However, I was in Axminster tools today and looking at their own brand planes for around £25. Compared to the old Stanley I now have though, I couldn't tell the difference.

So what exactly is the reason that the old ones are better than these new ones?


----------



## Racers (30 Dec 2014)

Ask the accountants, its there never ending strive to reduce costs that has ruined the quality and machining of plane parts.
Planes used to cost a lot of money now they are cheap, something has to give.

Pete


----------



## matt_southward (30 Dec 2014)

I was in Axminster yesterday doing exactly the same thing (tempted by the cheap price) and if you can't tell the difference between an old Stanley/Record (though I suppose it depends on the exact age), then you need to take a closer look. The casting looks and feels okish (didn't check with a square/level though), but the finish is terrible on just about everything. The y-lever terminates in an open ended soft wire arrangement that looks unbelievably poor, the screws look like they'd disintegrate or worse and just snap off, the irons and cap-irons are similarly crude. They are deffo cheap for a reason - the ultra budget ones at least. I would have liked to have seen their more expensive Rider bench planes, but they didn't have any to look at as their block planes are not quite as bad and can be made usable more easily. The difference between those and Veritas/LN for quality (and price of course!) is worlds apart.


----------



## Cheshirechappie (30 Dec 2014)

Craigus":17dp5hh8 said:


> However, ..... in Axminster tools today and looking at their own brand planes for around £25. Compared to the old Stanley I now have though, I couldn't tell the difference.
> 
> So what exactly is the reason that the old ones are better than these new ones?

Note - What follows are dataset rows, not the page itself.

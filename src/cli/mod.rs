//! Command-line interface for relay
//!
//! ## Module Structure
//!
//! - `args`: CLI argument definitions (clap)
//! - `run`: entry point, configuration discovery and dispatch
//! - `commands`: command implementations

pub mod args;
mod commands;
mod run;

pub use args::{Cli, Commands, build_cli};
pub use run::run;
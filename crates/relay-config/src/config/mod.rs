//! Configuration management for relay
//!
//! Hierarchical configuration with discovery and precedence:
//! CLI > environment > file > defaults. TOML files carry `[orchestrator]`, `[health]`,
//! `[telemetry]`, `[prompts]` and `[providers.<id>]` sections.

mod builder;
mod cli_args;
mod discovery;
mod model;
mod sources;
mod validation;

pub use builder::ConfigBuilder;
pub use cli_args::CliArgs;
pub use discovery::{BUDGET_ENV, CONFIG_ENV, HEDGE_WIDTH_ENV};
pub use model::*;
pub use relay_utils::types::ConfigSource;

use std::time::Duration;

impl Config {
    #[must_use]
    pub fn budget(&self) -> Duration {
        Duration::from_millis(self.orchestrator.budget_ms.unwrap_or(DEFAULT_BUDGET_MS))
    }

    #[must_use]
    pub fn hedge_width(&self) -> usize {
        self.orchestrator.hedge_width.unwrap_or(DEFAULT_HEDGE_WIDTH)
    }

    #[must_use]
    pub fn start_buffer(&self) -> Duration {
        Duration::from_millis(
            self.orchestrator
                .start_buffer_ms
                .unwrap_or(DEFAULT_START_BUFFER_MS),
        )
    }

    #[must_use]
    pub fn budget_enforcement(&self) -> BudgetEnforcement {
        self.orchestrator.budget_enforcement.unwrap_or_default()
    }

    #[must_use]
    pub fn cooldown(&self) -> Duration {
        Duration::from_secs(self.health.cooldown_secs.unwrap_or(DEFAULT_COOLDOWN_SECS))
    }

    #[must_use]
    pub fn failure_threshold(&self) -> u32 {
        self.health
            .failure_threshold
            .unwrap_or(DEFAULT_FAILURE_THRESHOLD)
    }

    #[must_use]
    pub fn latency_window(&self) -> usize {
        self.health.latency_window.unwrap_or(DEFAULT_LATENCY_WINDOW)
    }

    #[must_use]
    pub fn telemetry_sink(&self) -> TelemetrySinkKind {
        self.telemetry.sink.unwrap_or_default()
    }

    /// Provider ids in candidate order.
    ///
    /// Ids listed in `[orchestrator] providers` come first, in the listed order;
    /// any remaining configured providers follow sorted by id.
    #[must_use]
    pub fn provider_ids(&self) -> Vec<String> {
        let mut ids: Vec<String> = Vec::with_capacity(self.providers.len());
        if let Some(order) = &self.orchestrator.providers {
            for id in order {
                if self.providers.contains_key(id) && !ids.contains(id) {
                    ids.push(id.clone());
                }
            }
        }
        for id in self.providers.keys() {
            if !ids.contains(id) {
                ids.push(id.clone());
            }
        }
        ids
    }
}

#[cfg(any(test, feature = "test-utils"))]
impl Config {
    /// Create a minimal Config for testing purposes
    pub fn minimal_for_testing() -> Self {
        Config {
            orchestrator: OrchestratorConfig::default(),
            health: HealthConfig::default(),
            telemetry: TelemetryConfig::default(),
            prompts: PromptsConfig::default(),
            providers: std::collections::BTreeMap::new(),
            source_attribution: std::collections::HashMap::new(),
        }
    }
}

#[cfg(test)]
mod tests {
    use super::*;
    use relay_utils::error::ConfigError;
    use std::collections::HashMap;
    use std::fs;
    use std::path::{Path, PathBuf};
    use tempfile::TempDir;

    fn create_test_config_file(dir: &Path, content: &str) -> PathBuf {
        let relay_dir = dir.join(".relay");
        fs::create_dir_all(&relay_dir).unwrap();

        let config_path = relay_dir.join("config.toml");
        fs::write(&config_path, content).unwrap();

        config_path
    }

    fn no_env(_: &str) -> Option<String> {
        None
    }

    fn env_from(pairs: &[(&str, &str)]) -> impl Fn(&str) -> Option<String> + use<> {
        let map: HashMap<String, String> = pairs
            .iter()
            .map(|(k, v)| ((*k).to_string(), (*v).to_string()))
            .collect();
        move |key: &str| map.get(key).cloned()
    }

    #[test]
    fn test_default_config() {
        let orchestrator = OrchestratorConfig::default();
        assert_eq!(orchestrator.budget_ms, Some(35_000));
        assert_eq!(orchestrator.hedge_width, Some(2));
        assert_eq!(orchestrator.start_buffer_ms, Some(2_000));

        let health = HealthConfig::default();
        assert_eq!(health.cooldown_secs, Some(15));
        assert_eq!(health.failure_threshold, Some(3));
        assert_eq!(health.latency_window, Some(100));
    }

    #[test]
    fn test_discovery_without_file_uses_defaults() {
        let temp_dir = TempDir::new().unwrap();
        fs::create_dir_all(temp_dir.path().join(".git")).unwrap();

        let config =
            Config::discover_from_with_env(temp_dir.path(), &CliArgs::default(), no_env).unwrap();

        assert_eq!(config.budget(), Duration::from_millis(35_000));
        assert!(config.providers.is_empty());
        assert_eq!(
            config.source_attribution.get("hedge_width"),
            Some(&ConfigSource::Default)
        );
    }

    #[test]
    fn test_discovery_parses_all_sections() {
        let temp_dir = TempDir::new().unwrap();
        create_test_config_file(
            temp_dir.path(),
            r#"
[orchestrator]
budget_ms = 20000
hedge_width = 3
budget_enforcement = "strict"
providers = ["claude", "openai"]

[health]
cooldown_secs = 30

[telemetry]
sink = "jsonl"
path = "/tmp/relay-events.jsonl"

[prompts]
dir = "prompts"

[providers.openai]
kind = "openai-compatible"
model = "gpt-4o-mini"
api_key_env = "OPENAI_API_KEY"

[providers.claude]
kind = "anthropic"
model = "claude-3-5-haiku-latest"
timeout_secs = 25

[providers.mistral]
kind = "openai-compatible"
base_url = "https://api.mistral.ai/v1"
enabled = false
"#,
        );

        let config =
            Config::discover_from_with_env(temp_dir.path(), &CliArgs::default(), no_env).unwrap();

        assert_eq!(config.budget(), Duration::from_millis(20_000));
        assert_eq!(config.hedge_width(), 3);
        assert_eq!(config.budget_enforcement(), BudgetEnforcement::Strict);
        assert_eq!(config.cooldown(), Duration::from_secs(30));
        assert_eq!(config.failure_threshold(), 3);
        assert_eq!(config.telemetry_sink(), TelemetrySinkKind::Jsonl);
        assert_eq!(config.prompts.dir, Some(temp_dir.path().join("prompts")));
        assert_eq!(config.providers["claude"].timeout(), Duration::from_secs(25));
        assert_eq!(config.providers["openai"].timeout(), Duration::from_secs(20));
        assert!(!config.providers["mistral"].is_enabled());
        assert_eq!(config.provider_ids(), vec!["claude", "openai", "mistral"]);
    }

    #[test]
    fn test_precedence_cli_over_env_over_file() {
        let temp_dir = TempDir::new().unwrap();
        create_test_config_file(
            temp_dir.path(),
            r#"
[orchestrator]
budget_ms = 20000
hedge_width = 3
"#,
        );

        let env = env_from(&[(BUDGET_ENV, "25000"), (HEDGE_WIDTH_ENV, "1")]);
        let cli_args = CliArgs {
            budget_ms: Some(30_000),
            ..Default::default()
        };

        let config = Config::discover_from_with_env(temp_dir.path(), &cli_args, env).unwrap();

        assert_eq!(config.budget(), Duration::from_millis(30_000));
        assert_eq!(config.hedge_width(), 1);
        assert_eq!(
            config.source_attribution.get("budget_ms"),
            Some(&ConfigSource::Cli)
        );
        assert_eq!(
            config.source_attribution.get("hedge_width"),
            Some(&ConfigSource::Env)
        );
    }

    #[test]
    fn test_invalid_env_value_is_rejected() {
        let temp_dir = TempDir::new().unwrap();
        let env = env_from(&[(BUDGET_ENV, "soon")]);

        let err =
            Config::discover_from_with_env(temp_dir.path(), &CliArgs::default(), env).unwrap_err();
        match err.downcast_ref::<ConfigError>() {
            Some(ConfigError::InvalidValue { key, .. }) => assert_eq!(key, BUDGET_ENV),
            other => panic!("Expected InvalidValue for {BUDGET_ENV}, got {other:?}"),
        }
    }

    #[test]
    fn test_config_env_names_explicit_file() {
        let temp_dir = TempDir::new().unwrap();
        let path = temp_dir.path().join("custom.toml");
        fs::write(&path, "[orchestrator]\nhedge_width = 4\n").unwrap();

        let path_str = path.display().to_string();
        let env = env_from(&[(CONFIG_ENV, path_str.as_str())]);
        let config =
            Config::discover_from_with_env(temp_dir.path(), &CliArgs::default(), env).unwrap();

        assert_eq!(config.hedge_width(), 4);
    }

    #[test]
    fn test_missing_explicit_config_is_not_found() {
        let temp_dir = TempDir::new().unwrap();
        let cli_args = CliArgs {
            config_path: Some(temp_dir.path().join("nope.toml")),
            ..Default::default()
        };

        let err = Config::discover_from_with_env(temp_dir.path(), &cli_args, no_env).unwrap_err();
        assert!(matches!(
            err.downcast_ref::<ConfigError>(),
            Some(ConfigError::NotFound { .. })
        ));
    }

    #[test]
    fn test_invalid_toml_config() {
        let temp_dir = TempDir::new().unwrap();
        create_test_config_file(temp_dir.path(), "invalid toml content [[[");

        let result = Config::discover_from_with_env(temp_dir.path(), &CliArgs::default(), no_env);
        assert!(result.is_err());
        let error_msg = format!("{:#}", result.unwrap_err());
        assert!(error_msg.contains("Invalid configuration file"));
    }

    #[test]
    fn test_unknown_section_is_rejected() {
        let temp_dir = TempDir::new().unwrap();
        create_test_config_file(temp_dir.path(), "[defaults]\nmodel = \"x\"\n");

        let result = Config::discover_from_with_env(temp_dir.path(), &CliArgs::default(), no_env);
        assert!(result.is_err());
    }

    #[test]
    fn test_misspelled_keys_in_sections_are_rejected() {
        for content in [
            "[orchestrator]\nbudgett_ms = 5\n",
            "[health]\ncooldown = 30\n",
            "[telemetry]\nsinks = \"none\"\n",
            "[prompts]\ndirectory = \"p\"\n",
            "[providers.openai]\nkind = \"openai-compatible\"\nmodle = \"gpt-4o-mini\"\n",
        ] {
            let temp_dir = TempDir::new().unwrap();
            fs::create_dir_all(temp_dir.path().join(".git")).unwrap();
            create_test_config_file(temp_dir.path(), content);

            let err = Config::discover_from_with_env(temp_dir.path(), &CliArgs::default(), no_env)
                .unwrap_err();
            assert!(
                matches!(
                    err.downcast_ref::<ConfigError>(),
                    Some(ConfigError::InvalidFile(_))
                ),
                "Expected InvalidFile for {content:?}, got {err:#}"
            );
        }
    }

    #[test]
    fn test_zero_provider_timeout_is_rejected() {
        let temp_dir = TempDir::new().unwrap();
        create_test_config_file(
            temp_dir.path(),
            r#"
[providers.openai]
kind = "openai-compatible"
timeout_secs = 0
"#,
        );

        let err = Config::discover_from_with_env(temp_dir.path(), &CliArgs::default(), no_env)
            .unwrap_err();
        match err.downcast_ref::<ConfigError>() {
            Some(ConfigError::InvalidValue { key, .. }) => {
                assert_eq!(key, "providers.openai.timeout_secs");
            }
            other => panic!("Expected InvalidValue for timeout_secs, got {other:?}"),
        }
    }

    #[test]
    fn test_provider_order_must_reference_known_providers() {
        let temp_dir = TempDir::new().unwrap();
        create_test_config_file(
            temp_dir.path(),
            r#"
[orchestrator]
providers = ["ghost"]
"#,
        );

        let result = Config::discover_from_with_env(temp_dir.path(), &CliArgs::default(), no_env);
        assert!(result.is_err());
    }

    #[test]
    fn test_upward_discovery_stops_at_repo_root() {
        let temp_dir = TempDir::new().unwrap();
        create_test_config_file(temp_dir.path(), "[orchestrator]\nhedge_width = 5\n");

        // Nested repository without its own config: search stops at its .git
        let repo = temp_dir.path().join("repo");
        let nested = repo.join("src").join("deep");
        fs::create_dir_all(&nested).unwrap();
        fs::create_dir_all(repo.join(".git")).unwrap();
        assert_eq!(Config::discover_config_file_from(&nested).unwrap(), None);

        // Without the marker the parent's config is found
        fs::remove_dir_all(repo.join(".git")).unwrap();
        let found = Config::discover_config_file_from(&nested).unwrap();
        assert_eq!(found, Some(temp_dir.path().join(".relay").join("config.toml")));
    }

    #[test]
    fn test_effective_config() {
        let temp_dir = TempDir::new().unwrap();
        create_test_config_file(
            temp_dir.path(),
            r#"
[orchestrator]
budget_ms = 12000

[providers.openai]
kind = "openai-compatible"
model = "gpt-4o-mini"
"#,
        );

        let cli_args = CliArgs {
            hedge_width: Some(1),
            ..Default::default()
        };
        let config = Config::discover_from_with_env(temp_dir.path(), &cli_args, no_env).unwrap();
        let effective = config.effective_config();

        assert_eq!(effective["budget_ms"], ("12000".to_string(), "config".to_string()));
        assert_eq!(effective["hedge_width"], ("1".to_string(), "cli".to_string()));
        assert_eq!(effective["cooldown_secs"].1, "default");
        assert!(effective["providers.openai"].0.contains("gpt-4o-mini"));
    }
}
//! Hedged, budgeted multi-provider orchestration for relay
//!
//! Given a [`Task`] and its variables, the [`Orchestrator`] asks several
//! text-generation providers for a structured reply, races the healthiest ones,
//! retries each once with a stricter prompt, and returns the first reply that
//! passes validation, all within a wall-clock budget.
//!
//! ```no_run
//! use std::sync::Arc;
//! use relay_orchestrator::{Orchestrator, RunOptions, Task};
//! use relay_prompt_template::{DirectoryPromptSource, Vars};
//! use relay_validation::AnySchema;
//!
//! # async fn example(config: relay_config::Config) -> Result<(), Box<dyn std::error::Error>> {
//! let prompts = Arc::new(DirectoryPromptSource::new("prompts"));
//! let orchestrator = Orchestrator::from_config(&config, prompts)?;
//! let task = Task::new("invoice", "invoice", AnySchema);
//! let extraction = orchestrator.run(&task, &Vars::new(), RunOptions::new()).await?;
//! println!("{} answered: {}", extraction.provider, extraction.parsed_data);
//! # Ok(())
//! # }
//! ```

mod attempt;
mod budget;
mod guard;
mod hedge;
mod orchestrator;
mod result;
mod sequential;
mod task;

pub use guard::{GUARD_INSTRUCTION, guard_prompt};
pub use orchestrator::{Orchestrator, OrchestratorBuilder, OrchestratorSettings, SetupError};
pub use result::{
    Extraction, FailureReport, OrchestrationError, OrchestrationResult, RunReport, SuccessReport,
};
pub use task::{RunOptions, Task};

That's part of the problem - the differences are not easily visible. They tend to become apparent only when you use the tool.

There's a great deal written about planes, probably more than about any other woodworking tool. A lot of what's written is (at least in part) personal prejudice on the part of the writer. Some people have their personal likes and dislikes, and (sometimes subconsciously) tend to plug them.

It's a bit of a myth that all older planes were superb. Some were not. However, the better ones (Stanley, Record, Marples and one or two rarer ones) did gain a good reputation amongst tradesmen and craftsmen, so they do tend to be more prevalent on the secondhand market than the outright duds. That said, just being secondhand doesn't guarantee excellence; some planes are very heavily worn, and some were mistreated. There are also some dodgy characters about selling planes made up from bags of bits; these may work fine, or they might not.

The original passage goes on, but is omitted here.